Union approves pact to end Cooper lockout

2/28/2012
BY TYREL LINKHORN
BLADE BUSINESS WRITER
Previously locked out Cooper Tire and Rubber employees from left, Jason Lotz, Rory Massillo, Greg Bailey, and Terry Halliwill, picket outside the plant in Findlay last November.
Previously locked out Cooper Tire and Rubber employees from left, Jason Lotz, Rory Massillo, Greg Bailey, and Terry Halliwill, picket outside the plant in Findlay last November.

FINDLAY -- After dragging on for more than 13 weeks, the lockout at Cooper Tire & Rubber Co. is over.

On Monday, union members in Findlay approved a new, five-year contract by a 627-321 vote. Employees could be back in the tire plant this week.

"We did the very best we could. We did manage to achieve a lot of things, and we were short of achieving some things we set out to do," said Rod Nelson, president of United Steel Workers Local 207L. "We're glad we're able to finally put some closure to this."

The two-tier wage system will remain in place; however, second tier will now top out at 85 percent of what top tier workers make. Previously, that class topped out at 80 percent. Also a win for the union was the removal of a company proposal to re-evaluate all jobs in the plant and adjust pay levels accordingly. The provision had drawn ire from the union for its potential to cut wages and because the union argued it did not explicitly say how much money employees could expect to make in the future.

In a statement issued Monday evening, Cooper said it was pleased to have reached an agreement and is looking forward to employees returning to work.

"While enormous time and effort was involved in reaching this labor agreement, leaders from the company and the union share a belief that the new contract will enhance the competitiveness of Cooper's Findlay tire plant through improvements in productivity," the statement read. "An orderly return-to-work plan will be communicated before the end of the week."

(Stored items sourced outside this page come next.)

use std::{collections::BTreeSet, fmt::Display};

use crate::{
    blob::Blob, commit::Commit, error::Result, index::Index, refs::Refs, workdir::WorkDir,
};

/// Why a file shows up under "Modifications Not Staged For Commit".
#[derive(PartialEq, Eq, Debug, Clone, Copy)]
pub enum Change {
    Modified,
    Deleted,
}

/// A report of branches, the index and the working directory.
#[derive(PartialEq, Eq, Debug, Clone, Default)]
pub struct Status {
    pub current_branch: String,
    pub branches: Vec<String>,
    pub staged: Vec<String>,
    pub removed: Vec<String>,
    pub modified: Vec<(String, Change)>,
    pub untracked: Vec<String>,
}

impl Status {
    pub fn compute(refs: &Refs, index: &Index, head: &Commit, work_dir: &WorkDir) -> Result<Self> {
        let on_disk = work_dir.files()?;
        let disk_uid = |name: &str| -> Result<_> { Ok(work_dir.blob(name)?.map(|b: Blob| b.uid())) };

        let mut modified = Vec::new();
        let names: BTreeSet<&String> = head.files().keys().chain(index.staged().keys()).collect();
        for name in names {
            let change = match (index.staged().get(name.as_str()), head.blob(name)) {
                (Some(staged), _) => match disk_uid(name)? {
                    None => Some(Change::Deleted),
                    Some(uid) if uid != *staged => Some(Change::Modified),
                    Some(_) => None,
                },
                (None, Some(_)) if index.removed().contains(name.as_str()) => None,
                (None, Some(tracked)) => match disk_uid(name)? {
                    None => Some(Change::Deleted),
                    Some(uid) if uid != tracked => Some(Change::Modified),
                    Some(_) => None,
                },
                (None, None) => None,
            };
            if let Some(change) = change {
                modified.push((name.clone(), change));
            }
        }

        let untracked = on_disk
            .into_iter()
            .filter(|name| {
                !index.staged().contains_key(name)
                    && (head.blob(name).is_none() || index.removed().contains(name))
            })
            .collect();

        Ok(Status {
            current_branch: refs.head().to_string(),
            branches: refs.branches().map(|(name, _)| name.to_string()).collect(),
            staged: index.staged().keys().cloned().collect(),
            removed: index.removed().iter().cloned().collect(),
            modified,
            untracked,
        })
    }
}

impl Display for Status {
    fn fmt(&self, f: &mut std::fmt::Formatter<'_>) -> std::fmt::Result {
        writeln!(f, "=== Branches ===")?;
        for branch in &self.branches {
            if *branch == self.current_branch {
                writeln!(f, "*{}", branch)?;
            } else {
                writeln!(f, "{}", branch)?;
            }
        }
        writeln!(f)?;
        writeln!(f, "=== Staged Files ===")?;
        for name in &self.staged {
            writeln!(f, "{}", name)?;
        }
        writeln!(f)?;
        writeln!(f, "=== Removed Files ===")?;
        for name in &self.removed {
            writeln!(f, "{}", name)?;
        }
        writeln!(f)?;
        writeln!(f, "=== Modifications Not Staged For Commit ===")?;
        for (name, change) in &self.modified {
            let change = match change {
                Change::Modified => "modified",
                Change::Deleted => "deleted",
            };
            writeln!(f, "{} ({})", name, change)?;
        }
        writeln!(f)?;
        writeln!(f, "=== Untracked Files ===")?;
        for name in &self.untracked {
            writeln!(f, "{}", name)?;
        }
        writeln!(f)
    }
}

#[test]
fn test_display_sections() {
    let status = Status {
        current_branch: "master".into(),
        branches: vec!["master".into(), "other".into()],
        staged: vec!["a.txt".into()],
        removed: vec![],
        modified: vec![("b.txt".into(), Change::Deleted)],
        untracked: vec!["c.txt".into()],
    };
    assert_eq!(
        status.to_string(),
        "=== Branches ===\n*master\nother\n\n\
         === Staged Files ===\na.txt\n\n\
         === Removed Files ===\n\n\
         === Modifications Not Staged For Commit ===\nb.txt (deleted)\n\n\
         === Untracked Files ===\nc.txt\n\n"
    );
}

Pat Gallagher, a United Steelworkers subdistrict director, said the 1,050 employees who have been locked out since Nov. 28 will begin returning to their jobs within three to five days.

"They have to clean the plant out, make sure all the product was gone, and we'd start over. They'd probably start back in phases," Mr. Gallagher said.

Full details of the contract have not been officially released, though a summary posted on the United Steelworkers Local 207L Web site said workers will be eligible for quarterly bonuses based upon attendance improvement, and health-care premium increases will be capped at 10 percent per year. There are some changes to vacation caps and retirement plans for new hires, and new minimum performance levels would be set.

The summary also said the agreement will provide wage adjustments based on the consumer price index for each of the five years of the contract, and that would break down like this:

Employees hired before Jan. 1, 2009, would receive $800 payments in 2012, 2013, and 2014. In 2015 and 2016, they would receive an amount that would vary between $0 and $1,000 based on the change in the consumer price index.

Employees hired after Jan. 1, 2009, would receive a $1,200 payment in 2012 and 2013, and increases of 10 cents per hour worked in 2014, 15 cents per hour worked in 2015, and 20 cents per hour worked in 2016.

All of the provisions of the contract offer were not confirmed with the company.

The last contract Cooper had with the USW expired Oct. 31. The two sides were not able to come to an agreement before that point, and continued working while negotiating until late November, when Cooper made what it then called its last, best offer. That was rejected the weekend after Thanksgiving, and Cooper locked out the workers the following Monday.

Negotiating teams from Cooper and United Steelworkers returned to the bargaining table Feb. 21 after a several-week hiatus. By Thursday, the two sides had come to a tentative agreement, which was presented to union membership Saturday. Company officials said Monday the lockout cost them $11 million in the last quarter of 2011, and was expected to top $40 million if the contract was ratified Monday. Much of that relates to costs associated with reduced production in Findlay.